What to produce:
Please output the data below exactly as given, starting at its first line and stopping after the line that contains "next control char".

Records provided:
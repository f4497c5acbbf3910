use nom::{
    IResult, Parser,
    branch::alt,
    bytes::complete::take_till,
    character::complete::{anychar, digit1, one_of, satisfy, space0},
    combinator::{map, opt, recognize},
    multi::many0,
    number::complete::recognize_float,
    sequence::preceded,
};

use crate::commands::Token;

fn is_control(c: char) -> bool {
    c == '^' || c == '~'
}

fn parse_command_name(input: &str) -> IResult<&str, &str> {
    // Matches e.g. "^FO", "^A0", "^A@", "~DG"
    recognize((
        one_of("^~"),
        satisfy(|c| c.is_ascii_uppercase()),
        satisfy(|c| c.is_ascii_uppercase() || c.is_ascii_digit() || c == '@'),
    ))
    .parse(input)
}

fn parse_params(input: &str) -> IResult<&str, &str> {
    take_till(is_control).parse(input)
}

fn parse_token(input: &str) -> IResult<&str, Token<'_>> {
    let (remaining, (name, params)) = (parse_command_name, parse_params).parse(input)?;

    // ^A0N,30 is the short form of ^A with the font name glued to the command
    if name.starts_with("^A") && !name.ends_with('@') {
        let consumed = &input[..input.len() - remaining.len()];
        let (command, params) = consumed.split_at(2);
        return Ok((remaining, Token::new(command, params)));
    }

    Ok((remaining, Token::new(name, params)))
}

fn skip_garbage(input: &str) -> IResult<&str, ()> {
    // Anything that is not a well formed command runs to the next control char
    map((anychar, take_till(is_control)), |_| ()).parse(input)
}

fn parse_zpl_item(input: &str) -> IResult<&str, Option<Token<'_>>> {
    alt((map(parse_token, Some), map(skip_garbage, |_| None))).parse(input)
}

/// Splits a command stream into tokens, in input order.
///
/// The input is expected without the `^XA`/`^XZ` markers, although keeping them
/// only adds two more tokens. Malformed text is skipped, never reported.
pub fn tokenize(input: &str) -> Vec<Token<'_>> {
    match many0(parse_zpl_item).parse(input) {
        Ok((_, items)) => items.into_iter().flatten().collect(),
        Err(_) => Vec::new(),
    }
}

/// Comma separated parameter fields, each trimmed. Blank input has no fields.
pub fn split_params(params: &str) -> Vec<&str> {
    let params = params.trim();
    if params.is_empty() {
        return Vec::new();
    }
    params.split(',').map(str::trim).collect()
}

fn leading_int(input: &str) -> IResult<&str, &str> {
    preceded(space0, recognize((opt(one_of("+-")), digit1))).parse(input)
}

fn leading_float(input: &str) -> IResult<&str, &str> {
    preceded(space0, recognize_float).parse(input)
}

/// Leading integer of a parameter, ignoring whatever follows it.
///
/// `"50dots"` reads as 50, `"abc"` and `""` read as `None`.
pub fn parse_int(value: &str) -> Option<i64> {
    let (_, digits) = leading_int(value).ok()?;
    digits.parse().ok()
}

/// Leading decimal number of a parameter, see [`parse_int`].
pub fn parse_float(value: &str) -> Option<f64> {
    let (_, number) = leading_float(value).ok()?;
    number.parse().ok()
}
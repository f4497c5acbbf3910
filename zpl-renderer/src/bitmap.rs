use tiny_skia::{FilterQuality, IntSize, Pixmap, PixmapPaint, Transform};
use zpl_interpreter::MonochromeBitmap;

use crate::{Drawable, Ink, error::RenderError};

/// A monochrome bitmap where every set pixel is painted in the ink color and
/// the rest is left untouched.
#[derive(Debug)]
pub(crate) struct Bitmap<'a> {
    x: f32,
    y: f32,
    bitmap: &'a MonochromeBitmap,
    scale_x: f32,
    scale_y: f32,
    ink: Ink,
}

impl<'a> Bitmap<'a> {
    pub(crate) fn new(x: f32, y: f32, bitmap: &'a MonochromeBitmap, ink: Ink) -> Self {
        Self {
            x,
            y,
            bitmap,
            scale_x: 1.,
            scale_y: 1.,
            ink,
        }
    }

    /// Dots covered by a single bitmap pixel.
    pub(crate) fn scaled(mut self, scale_x: f32, scale_y: f32) -> Self {
        self.scale_x = scale_x;
        self.scale_y = scale_y;
        self
    }

    fn to_pixmap(&self) -> Result<Pixmap, RenderError> {
        let size = IntSize::from_wh(self.bitmap.width as u32, self.bitmap.height as u32)
            .ok_or(RenderError::InvalidShape)?;
        let color = self.ink.color.premultiply().to_color_u8();
        let mut data = Vec::with_capacity(self.bitmap.pixels.len() * 4);
        for &pixel in &self.bitmap.pixels {
            if pixel == 1 {
                data.extend_from_slice(&[color.red(), color.green(), color.blue(), color.alpha()]);
            } else {
                data.extend_from_slice(&[0, 0, 0, 0]);
            }
        }
        Pixmap::from_vec(data, size).ok_or(RenderError::InvalidShape)
    }
}

impl Drawable for Bitmap<'_> {
    fn draw(&self, target: &mut Pixmap, transform: Transform) -> Result<(), RenderError> {
        let pixmap = self.to_pixmap()?;
        let transform = transform
            .pre_translate(self.x, self.y)
            .pre_scale(self.scale_x, self.scale_y);

        target.draw_pixmap(
            0,
            0,
            pixmap.as_ref(),
            &PixmapPaint {
                blend_mode: self.ink.blend_mode,
                quality: FilterQuality::Nearest,
                ..Default::default()
            },
            transform,
            None,
        );
        Ok(())
    }
}

#[cfg(test)]
mod tests {
    use tiny_skia::Color;

    use super::*;

    fn checker() -> MonochromeBitmap {
        MonochromeBitmap {
            width: 2,
            height: 2,
            pixels: vec![1, 0, 0, 1],
        }
    }

    fn white_canvas() -> Pixmap {
        let mut pixmap = Pixmap::new(10, 10).unwrap();
        pixmap.fill(Color::WHITE);
        pixmap
    }

    #[test]
    fn draws_set_pixels_only_test() {
        let bitmap = checker();
        let mut pixmap = white_canvas();
        Bitmap::new(2., 2., &bitmap, Ink::solid(Color::BLACK))
            .draw(&mut pixmap, Transform::identity())
            .unwrap();

        assert_eq!(pixmap.pixel(2, 2).unwrap().red(), 0);
        assert_eq!(pixmap.pixel(3, 2).unwrap().red(), 255);
        assert_eq!(pixmap.pixel(3, 3).unwrap().red(), 0);
        assert_eq!(pixmap.pixel(1, 1).unwrap().red(), 255);
    }

    #[test]
    fn scaled_test() {
        let bitmap = checker();
        let mut pixmap = white_canvas();
        Bitmap::new(0., 0., &bitmap, Ink::solid(Color::BLACK))
            .scaled(3., 3.)
            .draw(&mut pixmap, Transform::identity())
            .unwrap();

        assert_eq!(pixmap.pixel(1, 1).unwrap().red(), 0);
        assert_eq!(pixmap.pixel(4, 1).unwrap().red(), 255);
        assert_eq!(pixmap.pixel(4, 4).unwrap().red(), 0);
    }

    #[test]
    fn reversed_inverts_background_test() {
        let bitmap = MonochromeBitmap {
            width: 1,
            height: 1,
            pixels: vec![1],
        };
        let mut pixmap = Pixmap::new(4, 4).unwrap();
        pixmap.fill(Color::BLACK);
        Bitmap::new(1., 1., &bitmap, Ink::reversed())
            .draw(&mut pixmap, Transform::identity())
            .unwrap();

        assert_eq!(pixmap.pixel(1, 1).unwrap().red(), 255);
        assert_eq!(pixmap.pixel(0, 0).unwrap().red(), 0);
    }
}
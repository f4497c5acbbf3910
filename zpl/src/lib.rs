//! Parse and render ZPL labels in one call.
//!
//! ```
//! use zpl::ZplViewer;
//!
//! let output = ZplViewer::parse_and_render("^XA^FO50,50^FDHello World^FS^XZ").unwrap();
//! assert!(output.errors.is_empty());
//! assert!(!output.png().unwrap().is_empty());
//! ```

mod error;

use log::debug;
use tiny_skia::Pixmap;

pub use error::*;

pub use zpl_interpreter::{
    BarcodeItem, BarcodeType, GraphicBoxItem, GraphicFieldItem, Label, LabelParser, LayoutItem,
    ParsedLabel, TemplateConfig, TextItem, Variable, VariableType, zpl, zpl_with_config,
};
pub use zpl_parser::{catalog, tokenize};
pub use zpl_renderer::{
    EncodeError, LabelOrientation, OptionsError, RenderError, Renderer, RendererOptions, encoding,
    render,
};

/// A rendered label and the non-fatal errors collected while parsing it.
#[derive(Debug)]
pub struct RenderOutput {
    pixmap: Pixmap,
    pub errors: Vec<String>,
}

impl RenderOutput {
    pub fn pixmap(&self) -> &Pixmap {
        &self.pixmap
    }

    pub fn into_pixmap(self) -> Pixmap {
        self.pixmap
    }

    pub fn png(&self) -> Result<Vec<u8>, ZplError> {
        self.pixmap
            .encode_png()
            .map_err(|err| RenderError::Png(err.to_string()).into())
    }
}

pub struct ZplViewer {
    renderer: Renderer,
}

impl ZplViewer {
    pub fn new(options: RendererOptions) -> Result<Self, ZplError> {
        Ok(Self {
            renderer: Renderer::new(options)?,
        })
    }

    /// Parses `input`, plain ZPL or a `label { ... }` template, and renders it
    /// with default options.
    pub fn parse_and_render(input: &str) -> Result<RenderOutput, ZplError> {
        Self::new(RendererOptions::default())?.render(&mut zpl(input))
    }

    /// Renders whatever `parser` produces. Labels with errors are still drawn
    /// as long as they have printable items.
    pub fn render(&self, parser: &mut LabelParser) -> Result<RenderOutput, ZplError> {
        let ParsedLabel { label, errors, .. } = parser.parse();
        let Some(label) = label else {
            return Err(ZplError::InvalidLabel(errors));
        };
        debug!("rendering {} with {} items", parser.name, label.items.len());

        Ok(RenderOutput {
            pixmap: self.renderer.render(&label)?,
            errors,
        })
    }
}
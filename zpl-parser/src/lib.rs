//! Lexical layer of the ZPL toolkit: the command catalog, the tokenizer and the
//! scalar parameter types shared by the interpreter and the renderer.

pub mod catalog;
mod commands;
mod error;
mod parse;

pub use commands::*;
pub use error::*;
pub use parse::{parse_float, parse_int, split_params, tokenize};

Task answer:
repository f4497c5acbbf3910
use nom::{
    IResult, Parser,
    branch::alt,
    bytes::complete::take_till,
    character::complete::{anychar, digit1, one_of, satisfy, space0},
    combinator::{map, opt, recognize},
    multi::many0,
    number::complete::recognize_float,
    sequence::preceded,
};

use crate::commands::Token;

fn is_control(c: char) -> bool {
    c == '^' || c == '~'
}

fn parse_command_name(input: &str) -> IResult<&str, &str> {
    // Matches e.g. "^FO", "^A0", "^A@", "~DG"
    recognize((
        one_of("^~"),
        satisfy(|c| c.is_ascii_uppercase()),
        satisfy(|c| c.is_ascii_uppercase() || c.is_ascii_digit() || c == '@'),
    ))
    .parse(input)
}

fn parse_params(input: &str) -> IResult<&str, &str> {
    take_till(is_control).parse(input)
}

fn parse_token(input: &str) -> IResult<&str, Token<'_>> {
    let (remaining, (name, params)) = (parse_command_name, parse_params).parse(input)?;

    // ^A0N,30 is the short form of ^A with the font name glued to the command
    if name.starts_with("^A") && !name.ends_with('@') {
        let consumed = &input[..input.len() - remaining.len()];
        let (command, params) = consumed.split_at(2);
        return Ok((remaining, Token::new(command, params)));
    }

    Ok((remaining, Token::new(name, params)))
}

fn skip_garbage(input: &str) -> IResult<&str, ()> {
    // Anything that is not a well formed command runs to the next control char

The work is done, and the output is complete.